According to an affidavit Alaska State Troopers Investigator Mike Peltier filed in the case against Tanner, the incident in the early afternoon of Jan. 21 began with a 911 call from Tanner who said a bunch of people with guns were surrounding his property. His property is on Wolverine Avenue, which is north of Bogard Road in the Seldon Road area.

In a later interview Tanner told troopers, the figures he saw were people working on the power poles and that they had “grass on their heads, white and camo(uflage) clothes and were setting up an ambush.”

Tanner allegedly told troopers he’d taken a couple of pain pills — Oxycodone and Roxycodone — and had a beer for lunch.

Peltier wrote that Tanner told him that “he took his wife to the basement and was armed with his 12-gauge shotgun and four rounds of ammunition.”

The woman in question later clarified that they are not married. In the interview, Tanner referred to her as his girlfriend.

Tanner told troopers he fired several rounds and might have killed some of the intruders, but wasn’t sure as they might have been wearing body armor.

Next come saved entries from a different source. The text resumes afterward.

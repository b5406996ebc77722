use std::{env, fs, path::Path, path::PathBuf, time::Duration};

use crate::{domain::ChatId, errors::Error, Result};

/// Typed configuration for the workspace, loaded from the environment with
/// optional `.env` support.
#[derive(Clone, Debug)]
pub struct Config {
    // Credential + wire
    pub bot_token: String,
    pub api_host: String,
    pub connect_timeout: Duration,
    pub request_timeout: Duration,
    /// Wait inserted after an HTTP 5xx before the failure is handed back.
    pub server_error_backoff: Duration,

    // Subscriber store
    pub store_path: Option<PathBuf>,
    pub user_table: String,
    pub user_id_column: String,
    /// Spacing between users during a broadcast; `None` disables pacing.
    pub broadcast_interval: Option<Duration>,

    // Demo binary
    pub admin_chat: Option<ChatId>,
    pub poll_limit: u32,
    pub poll_timeout_secs: u32,
}

impl Config {
    pub fn load() -> Result<Self> {
        load_dotenv_if_present(Path::new(".env"));

        let bot_token = env_str("TELEGRAM_BOT_TOKEN").unwrap_or_default();
        if bot_token.trim().is_empty() {
            return Err(Error::Config(
                "TELEGRAM_BOT_TOKEN environment variable is required".to_string(),
            ));
        }

        let api_host = env_str("TELEGRAM_API_HOST")
            .and_then(non_empty)
            .unwrap_or_else(|| "https://api.telegram.org".to_string());

        let connect_timeout = Duration::from_millis(env_u64("CONNECT_TIMEOUT_MS").unwrap_or(5_000));
        let request_timeout =
            Duration::from_millis(env_u64("REQUEST_TIMEOUT_MS").unwrap_or(60_000));
        let server_error_backoff =
            Duration::from_millis(env_u64("SERVER_ERROR_BACKOFF_MS").unwrap_or(10_000));

        let store_path = env_str("STORE_PATH").and_then(non_empty).map(PathBuf::from);
        let user_table = env_str("USER_TABLE")
            .and_then(non_empty)
            .unwrap_or_else(|| "users".to_string());
        let user_id_column = env_str("USER_ID_COLUMN")
            .and_then(non_empty)
            .unwrap_or_else(|| "chat_id".to_string());

        // 0 disables pacing; the default stays under Telegram's per-second
        // bulk-send limit.
        let broadcast_interval = match env_u64("BROADCAST_INTERVAL_MS").unwrap_or(1_050) {
            0 => None,
            ms => Some(Duration::from_millis(ms)),
        };

        let admin_chat = env_i64("ADMIN_CHAT_ID").map(ChatId);
        let poll_limit = env_u32("POLL_LIMIT").unwrap_or(100).clamp(1, 100);
        let poll_timeout_secs = env_u32("POLL_TIMEOUT_SECS").unwrap_or(30).min(60);

        Ok(Self {
            bot_token,
            api_host,
            connect_timeout,
            request_timeout,
            server_error_backoff,
            store_path,
            user_table,
            user_id_column,
            broadcast_interval,
            admin_chat,
            poll_limit,
            poll_timeout_secs,
        })
    }
}

fn load_dotenv_if_present(path: &Path) {
    let Ok(contents) = fs::read_to_string(path) else {
        return;
    };

    for raw in contents.lines() {
        let line = raw.trim();
        if line.is_empty() || line.starts_with('#') {
            continue;
        }

        let Some((k, v)) = line.split_once('=') else {
            continue;
        };

        let key = k.trim();
        if key.is_empty() {
            continue;
        }
        if env::var_os(key).is_some() {
            continue; // do not override existing env
        }

        let mut val = v.trim().to_string();
        // Strip optional surrounding quotes.
        if val.len() >= 2
            && ((val.starts_with('"') && val.ends_with('"'))
                || (val.starts_with('\'') && val.ends_with('\'')))
        {
            val = val[1..val.len() - 1].to_string();
        }

        env::set_var(key, val);
    }
}

fn env_str(key: &str) -> Option<String> {
    env::var(key).ok()
}

fn env_u64(key: &str) -> Option<u64> {
    env_str(key).and_then(|s| s.trim().parse::<u64>().ok())
}

fn env_u32(key: &str) -> Option<u32> {
    env_str(key).and_then(|s| s.trim().parse::<u32>().ok())
}

fn env_i64(key: &str) -> Option<i64> {
    env_str(key).and_then(|s| s.trim().parse::<i64>().ok())
}

fn non_empty(s: String) -> Option<String> {
    if s.trim().is_empty() {
        None
    } else {
        Some(s)
    }
}
//! Core domain + utilities for the botframe workspace.
//!
//! This crate is transport-agnostic: the HTTP client and the SQLite store
//! live in sibling crates and plug in behind the `Outbound` port.

pub mod config;
pub mod domain;
pub mod errors;
pub mod keyboard;
pub mod logging;
pub mod pacing;
pub mod paginate;
pub mod params;
pub mod port;

pub use errors::{Error, Result};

At the time, troopers reported that after Tanner and his girlfriend exited the building, a search of the home found no one else inside.

After firing those rounds at the intruders he believed were in the home, Tanner was out of ammunition, so he went upstairs to grab a rifle.

“Tanner told me he looked out the window and saw the trooper’s car in the driveway and at least a dozen perpetrators. Tanner stated he ran out onto the second story deck, threw his gun over the rail and jumped off. When Tanner landed on the ground he said he heard the trooper say, ‘hot range, hit the deck, live ammunition.’ Tanner said he heard two pops and felt a sting. Tanner said he dove under the porch,” Peltier wrote.

The AST account of what happened differs slightly in that they say Tanner was armed when he leapt from the balcony and that troopers fired one shot rather than two. Troopers also have thus far not confirmed definitively that it was a trooper bullet that struck Tanner’s elbow.

Tanner’s attorney, Jon-Marc Petersen, said he has interviewed his client’s neighbors and they corroborate Tanner’s account, that he was unarmed when he hit the ground and that troopers fired two shots.

Troopers identified the officer who fired his weapon as David Eastwood-Kolezar and have said an investigation is ongoing into whether his actions were within the law and whether his shot is the one that wounded Tanner.

Tanner said troopers might have ordered him to the ground or otherwise shouted commands he didn’t hear over the wind on that blustery day. But he believes it was a trooper bullet that winged him.

“I heard ‘pop, pop’ and watched my elbow explode,” is how Tanner describes what happened that day.

Tanner’s girlfriend also spoke to troopers that day, telling them she had had medical issues earlier and that she also saw intruders, though hers were dressed in “wolves clothing.”